A few years ago, Kyle Hoff moved to an apartment in Chicago and decided to bring his Ikea Malm bed with him. He took extra care to remove every bolt and screw and package them for safekeeping so he could reassemble the bed when he arrived at his new place. He was able to piece it back together again, but the bed wasn’t sturdy, felt rickety, and eventually broke down. An architect by training, Hoff knew there had to be a more structurally sound design. The average person moves 11.4 times in a lifetime. Shouldn’t their furniture be able to as well? In 2014, Hoff packed his bags again and headed to Detroit. There he, along with Alex O’Dell, founded Floyd, a direct-to-consumer furniture company targeted at urban dwellers like themselves.

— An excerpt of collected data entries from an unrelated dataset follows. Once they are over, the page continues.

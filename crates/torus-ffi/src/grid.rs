//! Grid lifecycle FFI: create, tick, inspect, edit, render, dispose.
//!
//! Every function takes and returns scalars only. Fallible operations
//! return a [`TorusStatus`] code; convenience getters that return the
//! value directly fall back to 0 (or null) on an invalid handle and each
//! has a `_get` twin with explicit status.

use std::sync::{LazyLock, Mutex};

use torus_core::{Cell, GridError, HandleId, SeedRule};

use crate::registry::{Registry, TorusError};
use crate::status::TorusStatus;

static GRIDS: LazyLock<Mutex<Registry>> = LazyLock::new(|| Mutex::new(Registry::new()));

/// The process-wide registry behind the exported functions.
pub fn registry() -> &'static Mutex<Registry> {
    &GRIDS
}

fn status<T>(result: Result<T, TorusError>) -> i32 {
    TorusStatus::from(result) as i32
}

#[allow(unsafe_code)]
fn create_into(out: *mut u32, width: u32, height: u32, seed: SeedRule) -> i32 {
    if out.is_null() {
        return TorusStatus::InvalidArgument as i32;
    }
    match ffi_lock!(GRIDS).create(width, height, seed) {
        Ok(handle) => {
            // SAFETY: out is non-null and valid per caller contract.
            unsafe { *out = handle.0 };
            TorusStatus::Ok as i32
        }
        Err(e) => TorusStatus::from(&e) as i32,
    }
}

/// Create a grid seeded by a scalar rule id (see [`SeedRule::from_id`]).
///
/// Returns the new handle, or 0 on any failure. Prefer
/// [`torus_create_get`] to learn why a creation failed.
#[no_mangle]
#[allow(unsafe_code)]
pub extern "C" fn torus_create(width: u32, height: u32, seed_rule_id: u32) -> u32 {
    ffi_guard_or!(0, {
        ffi_lock!(GRIDS)
            .create_from_rule_id(width, height, seed_rule_id)
            .map_or(0, |h| h.0)
    })
}

/// Create a grid seeded by a scalar rule id, with explicit status.
///
/// On success writes the handle to `*handle_out`.
#[no_mangle]
#[allow(unsafe_code)]
pub extern "C" fn torus_create_get(
    width: u32,
    height: u32,
    seed_rule_id: u32,
    handle_out: *mut u32,
) -> i32 {
    ffi_guard!({
        let seed = match SeedRule::from_id(seed_rule_id) {
            Some(s) => s,
            None => return TorusStatus::InvalidArgument as i32,
        };
        create_into(handle_out, width, height, seed)
    })
}

/// Create a grid from `len` row-major bytes (each 0 or 1).
///
/// `bytes` may be null only when `len == 0`. The bytes are copied; the
/// caller keeps ownership of its buffer.
#[no_mangle]
#[allow(unsafe_code)]
pub extern "C" fn torus_create_from_pattern(
    width: u32,
    height: u32,
    bytes: *const u8,
    len: usize,
    handle_out: *mut u32,
) -> i32 {
    ffi_guard!({
        let pattern = if len == 0 {
            Vec::new()
        } else {
            if bytes.is_null() {
                return TorusStatus::InvalidArgument as i32;
            }
            // SAFETY: bytes points to len readable bytes per caller contract.
            unsafe { std::slice::from_raw_parts(bytes, len) }.to_vec()
        };
        create_into(handle_out, width, height, SeedRule::Pattern(pattern))
    })
}
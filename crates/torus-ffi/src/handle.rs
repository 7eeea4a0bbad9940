//! Owning handle table for FFI lifetime management.
//!
//! Handles are minted from a monotonically increasing `u32` counter and
//! are keys, not addresses. A disposed handle resolves to `None` instead
//! of another grid's memory, and double-remove is a safe `None`.

use indexmap::IndexMap;
use torus_core::HandleId;

/// A handle table mapping [`HandleId`]s to owned values.
///
/// The counter starts at 1 (0 is the reserved null handle) and wraps from
/// `u32::MAX` back to 1. After wrapping, ids that are still live are
/// skipped, so a handle is never re-issued while its entry exists.
pub(crate) struct HandleTable<T> {
    entries: IndexMap<u32, T>,
    next: u32,
}

impl<T> HandleTable<T> {
    /// Create an empty handle table.
    pub fn new() -> Self {
        Self {
            entries: IndexMap::new(),
            next: 1,
        }
    }

    fn advance(&mut self) -> u32 {
        let id = self.next;
        self.next = if id == u32::MAX { 1 } else { id + 1 };
        id
    }

    /// Insert a value and return its freshly minted handle.
    pub fn insert(&mut self, value: T) -> HandleId {
        // Terminates: there is always a vacant id while fewer than
        // u32::MAX entries are live.
        let mut id = self.advance();
        while self.entries.contains_key(&id) {
            id = self.advance();
        }
        self.entries.insert(id, value);
        HandleId(id)
    }

    /// Immutable reference to the value behind a handle.
    pub fn get(&self, handle: HandleId) -> Option<&T> {
        self.entries.get(&handle.0)
    }

    /// Mutable reference to the value behind a handle.
    pub fn get_mut(&mut self, handle: HandleId) -> Option<&mut T> {
        self.entries.get_mut(&handle.0)
    }

    /// Remove the value behind a handle, returning it.
    ///
    /// Returns `None` for unknown or already-removed handles.
    pub fn remove(&mut self, handle: HandleId) -> Option<T> {
        self.entries.shift_remove(&handle.0)
    }

    /// Number of live entries.
    pub fn len(&self) -> usize {
        self.entries.len()
    }

    /// Whether the table holds no entries.
    pub fn is_empty(&self) -> bool {
        self.entries.is_empty()
    }

    /// Live handles in creation order.
    pub fn handles(&self) -> impl Iterator<Item = HandleId> + '_ {
        self.entries.keys().map(|&id| HandleId(id))
    }

    /// Drop every entry. The counter keeps advancing so old handles stay dead.
    pub fn clear(&mut self) {
        self.entries.clear();
    }
}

The allure of affordable, easy-to-ship furniture looms large in the home design arena. A handful of young companies are trying to develop a new direct-to-consumer model, but they haven’t successfully disrupted the traditional furniture buying process. Shoppers still haul bulky pieces home from Ikea, buy from major retailers like West Elm or Crate & Barrel, and order cheap items from Wayfair and other bargain sites. Startups like Casper and Tuft & Needle have completely upended the mattress industry; the furniture industry has been slower to change. Floyd wants to be the one that cracks the code.
“The furniture industry, even the new players, aren’t considering what the shift to selling online means,” Hoff tells Co.Design. “It isn’t just about making commodity products shippable and easy to assemble; it’s about design, serviceability, and disassembly. Those are all factors that, at the end of the day, will make a difference and keep customers loyal to and excited about Floyd.”